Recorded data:

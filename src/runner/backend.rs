use crate::agents::{AssistantAgent, CodeExecutionConfig, ConversableAgent, UserProxyAgent};
use crate::llm::LlmConfig;
use crate::types::AgentResult;

/// Builds the two parties of a prompt run. Swapped out in tests so no
/// network-backed agent is ever constructed.
pub trait AgentBackend: Send + Sync {
    fn assistant(&self, name: &str, llm_config: &LlmConfig) -> AgentResult<Box<dyn ConversableAgent>>;

    fn user_proxy(&self, name: &str, code_execution: CodeExecutionConfig) -> AgentResult<Box<dyn ConversableAgent>>;
}

/// Assistant on the OpenAI chat-completions API, user proxy that never asks
/// a human.
#[derive(Debug, Clone, Default)]
pub struct OpenAiBackend;

impl AgentBackend for OpenAiBackend {
    fn assistant(&self, name: &str, llm_config: &LlmConfig) -> AgentResult<Box<dyn ConversableAgent>> {
        Ok(Box::new(AssistantAgent::new(name, llm_config.clone())))
    }

    fn user_proxy(&self, name: &str, code_execution: CodeExecutionConfig) -> AgentResult<Box<dyn ConversableAgent>> {
        Ok(Box::new(UserProxyAgent::new(name, code_execution)))
    }
}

- What the exercise asks
Lines with "CodeExecutionConfig" in the records above: copy every one of them.

- Response to the exercise
use crate::agents::{AssistantAgent, CodeExecutionConfig, ConversableAgent, UserProxyAgent};
    fn user_proxy(&self, name: &str, code_execution: CodeExecutionConfig) -> AgentResult<Box<dyn ConversableAgent>>;
    fn user_proxy(&self, name: &str, code_execution: CodeExecutionConfig) -> AgentResult<Box<dyn ConversableAgent>> {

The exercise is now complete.